Während Hamburg Geschäfte geschlossen und Kontakte eingeschränkt hat, plant Rheinland-Pfalz die Öffnung der Außengastronomie. Das ist der Stand vor dem Gipfel.
Kanzlerin Angela Merkel (CDU) druckste nach dem Impfgipfel am Freitagabend nicht lange rum. Schon drei Tage vor dem Bund-Länder-Treffen machte sie den Bürgern mit deutlichen Worten klar, was sie ab Montag erwarten könnten.: „Ich hätte mir gewünscht, dass wir ohne diese Notbremse auskommen, aber das wird nicht möglich sein, wenn ich mir die Entwicklung der letzten Tage anschaue.“
Die „Notbremse“ war nach dem letzten Corona-Gipfel der Kanzlerin und der Länderchefs Anfang März in das Beschlusspapier gewandert. Sie sieht vor, Öffnungen zurückzunehmen, wenn die Sieben-Tage-Inzidenz in einer Region oder einem Land an drei aufeinander folgenden Tagen auf über 100 steigt.
Damals zeigte die Entwicklung noch in eine ganz andere Richtung.
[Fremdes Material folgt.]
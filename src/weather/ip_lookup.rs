//! Public IP geolocation
//!
//! Three free providers are asked in turn (ipapi.co, ipwho.is, ip-api.com);
//! the first one that reports a city or a coordinate wins. Provider failures
//! only move the lookup on to the next provider.

use async_trait::async_trait;
use reqwest::Client;
use serde::de::DeserializeOwned;
use std::fmt;
use std::time::Duration;
use tracing::{debug, instrument};

use super::open_meteo::check_status;
use super::{IpLocation, IpLocator};
use crate::config::IpLookupConfig;
use crate::error::{Result, WeatherwiseError};

#[derive(Debug, Clone, Copy, PartialEq, Eq)]
enum Provider {
    IpApi,
    IpWhoIs,
    IpApiCom,
}

impl Provider {
    const CHAIN: [Self; 3] = [Self::IpApi, Self::IpWhoIs, Self::IpApiCom];
}

impl fmt::Display for Provider {
    fn fmt(&self, f: &mut fmt::Formatter<'_>) -> fmt::Result {
        f.write_str(match self {
            Self::IpApi => "ipapi.co",
            Self::IpWhoIs => "ipwho.is",
            Self::IpApiCom => "ip-api.com",
        })
    }
}

/// Chained client over the configured IP geolocation providers
#[derive(Debug, Clone)]
pub struct IpLookupClient {
    client: Client,
    config: IpLookupConfig,
}

impl IpLookupClient {
    pub fn new(config: &IpLookupConfig) -> Result<Self> {
        let client = Client::builder()
            .user_agent(concat!("weatherwise/", env!("CARGO_PKG_VERSION")))
            .timeout(Duration::from_secs(config.timeout_seconds))
            .build()
            .map_err(|e| WeatherwiseError::config(format!("Failed to create HTTP client: {e}")))?;

        Ok(Self {
            client,
            config: config.clone(),
        })
    }

    fn url(&self, provider: Provider) -> &str {
        match provider {
            Provider::IpApi => &self.config.ipapi_url,
            Provider::IpWhoIs => &self.config.ipwhois_url,
            Provider::IpApiCom => &self.config.ip_api_url,
        }
    }

    async fn get_json<T: DeserializeOwned>(&self, provider: Provider) -> Result<T> {
        let response = self.client.get(self.url(provider)).send().await?;
        let response = check_status(response, &provider.to_string()).await?;
        response
            .json::<T>()
            .await
            .map_err(|e| WeatherwiseError::parse(format!("Failed to parse {provider} response: {e}")))
    }

    async fn query(&self, provider: Provider) -> Result<Option<IpLocation>> {
        Ok(match provider {
            Provider::IpApi => self.get_json::<answers::IpApi>(provider).await?.into_location(),
            Provider::IpWhoIs => self.get_json::<answers::IpWhoIs>(provider).await?.into_location(),
            Provider::IpApiCom => self.get_json::<answers::IpApiCom>(provider).await?.into_location(),
        })
    }
}

#[async_trait]
impl IpLocator for IpLookupClient {
    #[instrument(skip(self))]
    async fn locate(&self) -> Result<IpLocation> {
        for provider in Provider::CHAIN {
            match self.query(provider).await {
                Ok(Some(location)) => {
                    debug!(%provider, city = ?location.city, "IP location found");
                    return Ok(location);
                }
                Ok(None) => debug!(%provider, "provider had no location"),
                Err(e) => debug!(%provider, error = %e, "IP lookup failed"),
            }
        }
        Err(WeatherwiseError::network("no IP geolocation provider answered"))
    }
}

/// Provider answer shapes
mod answers {
    use super::IpLocation;
    use serde::Deserialize;

    #[derive(Debug, Deserialize)]
    pub struct IpApi {
        #[serde(default)]
        pub error: bool,
        pub city: Option<String>,
        pub region_city: Option<String>,
        pub latitude: Option<f64>,
        pub longitude: Option<f64>,
    }

    impl IpApi {
        pub fn into_location(self) -> Option<IpLocation> {
            if self.error {
                return None;
            }
            IpLocation::from_parts(self.city.or(self.region_city), self.latitude, self.longitude)
        }
    }

    #[derive(Debug, Deserialize)]
    pub struct IpWhoIs {
        pub success: Option<bool>,
        pub city: Option<String>,
        pub latitude: Option<f64>,
        pub longitude: Option<f64>,
    }

    impl IpWhoIs {
        pub fn into_location(self) -> Option<IpLocation> {
            if self.success == Some(false) {
                return None;
            }
            IpLocation::from_parts(self.city, self.latitude, self.longitude)
        }
    }

    #[derive(Debug, Deserialize)]
    pub struct IpApiCom {
        pub status: Option<String>,
        pub city: Option<String>,
        pub lat: Option<f64>,
        pub lon: Option<f64>,
    }

    impl IpApiCom {
        pub fn into_location(self) -> Option<IpLocation> {
            if self.status.as_deref() != Some("success") {
                return None;
            }
            IpLocation::from_parts(self.city, self.lat, self.lon)
        }
    }
}
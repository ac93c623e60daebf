//! Historical data acquisition with tiered fallback
//!
//! Tiers are attempted in [`DataSource::FALLBACK_ORDER`]: the recent window
//! from the forecast service, a one-year reanalysis archive, a local CSV file
//! and finally a synthetic seasonal series. Each tier either yields a cleaned
//! series or an error that moves acquisition on to the next tier.

pub mod clean;
pub mod file;
pub mod synthetic;

use chrono::{Duration, NaiveDate, Utc};
use std::path::PathBuf;
use std::sync::Arc;
use tokio::task;
use tracing::{debug, info, instrument, warn};

use crate::cache::BoundedCache;
use crate::config::DataConfig;
use crate::error::{Result, WeatherwiseError};
use crate::location_resolver::CoordinateResolver;
use crate::models::{Coordinate, DataSource, HistoricalSeries};
use crate::weather::WeatherSource;
use clean::RawRow;

/// Days requested from the recent-window endpoint
pub const RECENT_WINDOW_DAYS: u32 = 92;
/// Valid rows the recent window needs to be accepted
pub const MIN_RECENT_ROWS: usize = 30;
/// Length of the archive request
pub const ARCHIVE_WINDOW_DAYS: i64 = 365;

/// Loads and caches per-city history
pub struct HistoricalDataProvider {
    resolver: Arc<CoordinateResolver>,
    source: Arc<dyn WeatherSource>,
    csv_path: Option<PathBuf>,
    synthetic_seed: Option<u64>,
    cache: BoundedCache<Arc<HistoricalSeries>>,
}

impl HistoricalDataProvider {
    pub fn new(
        resolver: Arc<CoordinateResolver>,
        source: Arc<dyn WeatherSource>,
        data: &DataConfig,
        capacity: u64,
    ) -> Self {
        Self {
            resolver,
            source,
            csv_path: data.csv_path.clone(),
            synthetic_seed: data.synthetic_seed,
            cache: BoundedCache::new("history", capacity),
        }
    }

    /// History for `city`, served from cache when present.
    ///
    /// Never fails: the synthetic tier is always available.
    #[instrument(skip(self))]
    pub async fn load(&self, city: &str) -> Arc<HistoricalSeries> {
        self.cache.get_or_insert_with(city, self.acquire(city)).await
    }

    /// Drop the cached series for `city` and acquire it again.
    pub async fn refresh(&self, city: &str) -> Arc<HistoricalSeries> {
        self.cache.remove(city).await;
        self.load(city).await
    }

    /// Tier of the cached series for `city`, if one is cached
    pub async fn cached_source(&self, city: &str) -> Option<DataSource> {
        self.cache.get(city).await.map(|series| series.source())
    }

    async fn acquire(&self, city: &str) -> Arc<HistoricalSeries> {
        let coordinate = self.resolver.resolve(city).await;
        let today = Utc::now().date_naive();

        for tier in DataSource::FALLBACK_ORDER {
            match self.try_tier(tier, coordinate, today).await {
                Ok(series) => {
                    info!(
                        city,
                        source = %series.source(),
                        rows = series.len(),
                        "historical data loaded"
                    );
                    return Arc::new(series);
                }
                Err(e) => warn!(city, tier = %tier, error = %e, "tier unavailable, falling back"),
            }
        }

        // unreachable while the synthetic tier is infallible
        Arc::new(synthetic::generate(today, self.synthetic_seed))
    }

    async fn try_tier(
        &self,
        tier: DataSource,
        coordinate: Coordinate,
        today: NaiveDate,
    ) -> Result<HistoricalSeries> {
        match tier {
            DataSource::RecentApi => {
                let records = self
                    .source
                    .recent_daily(coordinate, RECENT_WINDOW_DAYS)
                    .await?;
                let mut rows: Vec<RawRow> = records.into_iter().map(RawRow::from).collect();
                trim_tail(&mut rows, tier);
                let valid = rows.iter().filter(|r| r.is_valid()).count();
                if valid < MIN_RECENT_ROWS {
                    return Err(WeatherwiseError::insufficient(format!(
                        "recent window has {valid} valid rows, need {MIN_RECENT_ROWS}"
                    )));
                }
                clean::clean(rows, DataSource::RecentApi)
            }
            DataSource::ArchiveApi => {
                let start = today - Duration::days(ARCHIVE_WINDOW_DAYS);
                let records = self.source.archive_daily(coordinate, start, today).await?;
                let mut rows: Vec<RawRow> = records.into_iter().map(RawRow::from).collect();
                trim_tail(&mut rows, tier);
                if !rows.iter().any(RawRow::is_valid) {
                    return Err(WeatherwiseError::insufficient("archive returned no usable rows"));
                }
                clean::clean(rows, DataSource::ArchiveApi)
            }
            DataSource::File => {
                let path = self
                    .csv_path
                    .clone()
                    .ok_or_else(|| WeatherwiseError::insufficient("no data file configured"))?;
                debug!(path = %path.display(), "reading data file");
                task::spawn_blocking(move || file::read_series(&path))
                    .await
                    .map_err(|e| WeatherwiseError::insufficient(format!("file reader panicked: {e}")))?
            }
            DataSource::Synthetic => Ok(synthetic::generate(today, self.synthetic_seed)),
        }
    }
}

fn trim_tail(rows: &mut Vec<RawRow>, tier: DataSource) {
    let dropped = clean::drop_unobserved_tail(rows);
    if dropped > 0 {
        debug!(tier = %tier, dropped, "dropped trailing rows without temperature");
    }
}
//! City name to coordinate resolution
//!
//! Names are resolved against a built-in table of major cities first, then
//! through the geocoding service with a preference for national results,
//! administrative seats and populous places. Resolution never fails: an
//! unresolvable name falls back to the configured default city.

use std::sync::Arc;
use tracing::{debug, instrument, warn};

use crate::cache::BoundedCache;
use crate::models::Coordinate;
use crate::weather::{GeocodingCandidate, Geocoder, IpLocation};

/// Country preferred when geocoding results span several countries
pub const NATIONAL_COUNTRY_CODE: &str = "CN";

const BEIJING: Coordinate = Coordinate::new(39.9042, 116.4074);

/// Major cities resolved without a network call
const KNOWN_CITIES: &[(&str, Coordinate)] = &[
    ("北京", BEIJING),
    ("上海", Coordinate::new(31.2304, 121.4737)),
    ("广州", Coordinate::new(23.1291, 113.2644)),
    ("深圳", Coordinate::new(22.5431, 114.0579)),
    ("杭州", Coordinate::new(30.2741, 120.1551)),
    ("成都", Coordinate::new(30.5728, 104.0668)),
    ("天津", Coordinate::new(39.3434, 117.3616)),
    ("南京", Coordinate::new(32.0603, 118.7969)),
    ("武汉", Coordinate::new(30.5928, 114.3055)),
    ("西安", Coordinate::new(34.3416, 108.9398)),
    ("重庆", Coordinate::new(29.5630, 106.5516)),
    ("苏州", Coordinate::new(31.2989, 120.5853)),
    ("青岛", Coordinate::new(36.0662, 120.3826)),
    ("沈阳", Coordinate::new(41.8057, 123.4315)),
    ("大连", Coordinate::new(38.9140, 121.6147)),
    ("厦门", Coordinate::new(24.4798, 118.0894)),
    ("南宁", Coordinate::new(22.8170, 108.3669)),
];

/// Look up a city in the built-in table
#[must_use]
pub fn known_city(name: &str) -> Option<Coordinate> {
    KNOWN_CITIES
        .iter()
        .find(|(city, _)| *city == name)
        .map(|(_, coordinate)| *coordinate)
}

/// Split `"city,province"` into the place name and the province hint.
///
/// Full-width commas are accepted; only the first comma splits.
#[must_use]
pub fn split_province_hint(raw: &str) -> (String, Option<String>) {
    let normalized = raw.replace('，', ",");
    match normalized.split_once(',') {
        Some((city, hint)) => {
            let hint = hint.trim();
            (
                city.trim().to_string(),
                (!hint.is_empty()).then(|| hint.to_string()),
            )
        }
        None => (normalized.trim().to_string(), None),
    }
}

/// Rank of a GeoNames feature code for forward lookups
#[must_use]
pub fn settlement_rank(feature_code: Option<&str>) -> u8 {
    match feature_code {
        Some("PPLC") => 4,
        Some("PPLA" | "PPLA2" | "PPLA3" | "PPLA4") => 3,
        Some(code) if code.starts_with("PPL") => 2,
        _ => 1,
    }
}

/// Rank of a GeoNames feature code for reverse lookups
#[must_use]
pub fn reverse_rank(feature_code: Option<&str>) -> u8 {
    match feature_code {
        Some("PPLC") => 5,
        Some("PPLA" | "PPLA2") => 4,
        Some("PPLA3" | "PPLA4") => 3,
        Some(code) if code.starts_with("PPL") => 2,
        _ => 1,
    }
}

fn is_national(candidate: &GeocodingCandidate) -> bool {
    candidate
        .country_code
        .as_deref()
        .is_some_and(|code| code.eq_ignore_ascii_case(NATIONAL_COUNTRY_CODE))
}

/// Pick the best forward geocoding candidate.
///
/// National results win over foreign ones; a province hint narrows further
/// when it matches at least one candidate; ties fall to settlement rank and
/// then population.
#[must_use]
pub fn pick_best_candidate(
    candidates: Vec<GeocodingCandidate>,
    province_hint: Option<&str>,
) -> Option<GeocodingCandidate> {
    let mut pool = candidates;
    if pool.iter().any(is_national) {
        pool.retain(is_national);
    }

    if let Some(hint) = province_hint {
        let matches_hint = |c: &GeocodingCandidate| {
            c.admin1.as_deref().is_some_and(|admin| {
                !admin.is_empty() && (admin.contains(hint) || hint.contains(admin))
            })
        };
        if pool.iter().any(matches_hint) {
            pool.retain(matches_hint);
        }
    }

    pool.sort_by(|a, b| {
        settlement_rank(b.feature_code.as_deref())
            .cmp(&settlement_rank(a.feature_code.as_deref()))
            .then(b.population.unwrap_or(0).cmp(&a.population.unwrap_or(0)))
    });
    pool.into_iter().next()
}

/// Pick the place that best names a coordinate: national first, then
/// administrative level, then distance.
#[must_use]
pub fn pick_nearest_candidate(
    candidates: Vec<GeocodingCandidate>,
    origin: Coordinate,
) -> Option<GeocodingCandidate> {
    candidates.into_iter().min_by(|a, b| {
        is_national(b)
            .cmp(&is_national(a))
            .then(reverse_rank(b.feature_code.as_deref()).cmp(&reverse_rank(a.feature_code.as_deref())))
            .then(
                origin
                    .distance_km(&a.coordinate())
                    .total_cmp(&origin.distance_km(&b.coordinate())),
            )
    })
}

/// Resolves free-form city names to coordinates
pub struct CoordinateResolver {
    geocoder: Arc<dyn Geocoder>,
    cache: BoundedCache<Coordinate>,
    default_city: String,
}

impl CoordinateResolver {
    pub fn new(geocoder: Arc<dyn Geocoder>, capacity: u64, default_city: impl Into<String>) -> Self {
        Self {
            geocoder,
            cache: BoundedCache::new("coordinates", capacity),
            default_city: default_city.into(),
        }
    }

    #[must_use]
    pub fn default_city(&self) -> &str {
        &self.default_city
    }

    /// Resolve a city name. Empty input resolves to the default city and
    /// results are memoized by the raw input.
    #[instrument(skip(self))]
    pub async fn resolve(&self, name: &str) -> Coordinate {
        self.cache
            .get_or_insert_with(name, self.resolve_uncached(name))
            .await
    }

    async fn resolve_uncached(&self, raw: &str) -> Coordinate {
        let trimmed = raw.trim();
        let query = if trimmed.is_empty() {
            self.default_city.as_str()
        } else {
            trimmed
        };

        let (place, hint) = split_province_hint(query);
        if let Some(coordinate) = known_city(&place) {
            debug!(city = %place, "resolved from built-in table");
            return coordinate;
        }

        match self.geocode(&place, hint.as_deref()).await {
            Some(candidate) => {
                debug!(
                    city = query,
                    matched = %candidate.name,
                    admin1 = candidate.admin1.as_deref().unwrap_or(""),
                    "resolved via geocoding"
                );
                candidate.coordinate()
            }
            None => {
                warn!(city = query, fallback = %self.default_city, "could not resolve city, using default");
                self.default_coordinate()
            }
        }
    }

    async fn geocode(&self, place: &str, hint: Option<&str>) -> Option<GeocodingCandidate> {
        match self.geocoder.search(place).await {
            Ok(candidates) => pick_best_candidate(candidates, hint),
            Err(e) => {
                debug!(city = place, error = %e, "geocoding failed");
                None
            }
        }
    }

    fn default_coordinate(&self) -> Coordinate {
        known_city(&self.default_city).unwrap_or(BEIJING)
    }

    /// Name of the place closest to a coordinate.
    ///
    /// Uses reverse geocoding and falls back to the nearest built-in city.
    #[instrument(skip(self))]
    pub async fn nearest_city(&self, coordinate: Coordinate) -> String {
        match self.geocoder.reverse(coordinate).await {
            Ok(candidates) => {
                if let Some(best) = pick_nearest_candidate(candidates, coordinate) {
                    return best.name;
                }
            }
            Err(e) => debug!(error = %e, "reverse geocoding failed"),
        }
        nearest_known_city(coordinate).to_string()
    }

    /// Name a place reported by IP geolocation.
    ///
    /// The reported coordinate is reverse geocoded first. When that yields
    /// nothing, the reported city name is searched and the first national
    /// result taken. A coordinate with no usable answer falls back to the
    /// nearest built-in city.
    #[instrument(skip(self))]
    pub async fn city_for_location(&self, location: &IpLocation) -> Option<String> {
        if let Some(coordinate) = location.coordinate {
            match self.geocoder.reverse(coordinate).await {
                Ok(candidates) => {
                    if let Some(best) = pick_nearest_candidate(candidates, coordinate) {
                        return Some(best.name);
                    }
                }
                Err(e) => debug!(error = %e, "reverse geocoding failed"),
            }
        }

        if let Some(reported) = location.city.as_deref() {
            match self.geocoder.search(reported).await {
                Ok(candidates) => {
                    let first = candidates
                        .iter()
                        .find(|c| is_national(c))
                        .or_else(|| candidates.first());
                    if let Some(candidate) = first {
                        return Some(candidate.name.clone());
                    }
                }
                Err(e) => debug!(city = reported, error = %e, "geocoding failed"),
            }
        }

        location
            .coordinate
            .map(|coordinate| nearest_known_city(coordinate).to_string())
    }
}

fn nearest_known_city(coordinate: Coordinate) -> &'static str {
    KNOWN_CITIES
        .iter()
        .min_by(|(_, a), (_, b)| {
            coordinate
                .distance_km(a)
                .total_cmp(&coordinate.distance_km(b))
        })
        .map_or("北京", |(name, _)| *name)
}
//! Error types and handling for the weather pipeline

use thiserror::Error;

/// Main error type for the `weatherwise` crate
#[derive(Error, Debug)]
pub enum WeatherwiseError {
    /// Configuration-related errors
    #[error("Configuration error: {message}")]
    Config { message: String },

    /// Transport failures: connect errors, timeouts, aborted bodies
    #[error("Network error: {message}")]
    Network { message: String },

    /// Upstream service answered with a non-success status
    #[error("HTTP {status}: {message}")]
    Http { status: u16, message: String },

    /// Response or file content could not be interpreted
    #[error("Parse error: {message}")]
    Parse { message: String },

    /// Not enough rows/windows to proceed with a stage
    #[error("Insufficient data: {message}")]
    InsufficientData { message: String },

    /// A model could not be fitted to the data
    #[error("Model fit failed: {message}")]
    ModelFit { message: String },

    /// Input validation errors
    #[error("Invalid input: {message}")]
    Validation { message: String },

    /// I/O operation errors
    #[error("I/O error: {source}")]
    Io {
        #[from]
        source: std::io::Error,
    },

    /// Tabular file errors
    #[error("CSV error: {source}")]
    Csv {
        #[from]
        source: csv::Error,
    },
}

impl WeatherwiseError {
    /// Create a new configuration error
    pub fn config<S: Into<String>>(message: S) -> Self {
        Self::Config {
            message: message.into(),
        }
    }

    /// Create a new network error
    pub fn network<S: Into<String>>(message: S) -> Self {
        Self::Network {
            message: message.into(),
        }
    }

    /// Create a new HTTP status error
    pub fn http<S: Into<String>>(status: u16, message: S) -> Self {
        Self::Http {
            status,
            message: message.into(),
        }
    }

    /// Create a new parse error
    pub fn parse<S: Into<String>>(message: S) -> Self {
        Self::Parse {
            message: message.into(),
        }
    }

    /// Create a new insufficient-data error
    pub fn insufficient<S: Into<String>>(message: S) -> Self {
        Self::InsufficientData {
            message: message.into(),
        }
    }

    /// Create a new model fit error
    pub fn model_fit<S: Into<String>>(message: S) -> Self {
        Self::ModelFit {
            message: message.into(),
        }
    }

    /// Create a new validation error
    pub fn validation<S: Into<String>>(message: S) -> Self {
        Self::Validation {
            message: message.into(),
        }
    }

    /// Whether retrying the same request may succeed
    #[must_use]
    pub fn is_transient(&self) -> bool {
        match self {
            Self::Network { .. } => true,
            Self::Http { status, .. } => *status == 429 || *status >= 500,
            _ => false,
        }
    }

    /// Get a user-friendly error message
    #[must_use]
    pub fn user_message(&self) -> String {
        match self {
            Self::Config { .. } => {
                "Configuration error. Please check your config file and environment.".to_string()
            }
            Self::Network { .. } | Self::Http { .. } => {
                "Unable to reach the weather services. Please check your internet connection."
                    .to_string()
            }
            Self::Parse { .. } => "Received data in an unexpected format.".to_string(),
            Self::InsufficientData { message } | Self::ModelFit { message } => message.clone(),
            Self::Validation { message } => format!("Invalid input: {message}"),
            Self::Io { .. } | Self::Csv { .. } => {
                "File operation failed. Please check the data file and its permissions.".to_string()
            }
        }
    }
}

impl From<reqwest::Error> for WeatherwiseError {
    fn from(err: reqwest::Error) -> Self {
        if let Some(status) = err.status() {
            Self::http(status.as_u16(), err.to_string())
        } else if err.is_decode() {
            Self::parse(err.to_string())
        } else {
            Self::network(err.to_string())
        }
    }
}

/// Core result type used throughout the library
pub type Result<T> = std::result::Result<T, WeatherwiseError>;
Da hoffte man noch, dass Deutschland in absehbarer Zeit eine Inzidenz von unter 50 erreichen würde. Auf dem Papier stand da, dass es ab dem 22. März Öffnungen bei der Außengastronomie, Theatern, Konzert- und Opernhäusern, Kinos und Fitnessstudios geben soll.
Doch es kam anders. Knapp drei Wochen später liegt die Zahl der gemeldeten Neuinfektionen pro 100.000 Einwohner in sieben Tagen laut RKI bei 99,9. Statt Lockerungsüberlegungen lautet die Frage nun wohl eher: Wie hart wird die Notbremse ausfallen? Welche Öffnungen müssen zurückgenommen werden?
Blickt man nach Hamburg, so bekommt man eine Ahnung, welche Verschärfungen es auch in anderen Landesteilen bald geben könnte. Hier zog der rot-grüne Senat am Freitag die Notbremse nachdem die Sieben-Tage-Inzidenz die 100 überschritten hatte. Am Samstag stieg sie auf 115,3.
Tschentscher: "Wir können nicht abwarten."
Geschäfte dürfen Waren jetzt wieder nur noch zum Abholen bereitstellen, Termin-Shopping ist nicht mehr erlaubt. Zudem müssen Museen, Galerien, Zoos und botanische Gärten wieder schließen.
Strengere Regeln gelten auch bei privaten Kontakten. So darf sich ein Haushalt wieder nur mit einer weiteren Person treffen. Die Beschränkungen gelten nicht für Kinder unter 14 Jahren. Sie dürfen zudem in Gruppen bis zu zehn Jungen und Mädchen im Freien Sport betreiben.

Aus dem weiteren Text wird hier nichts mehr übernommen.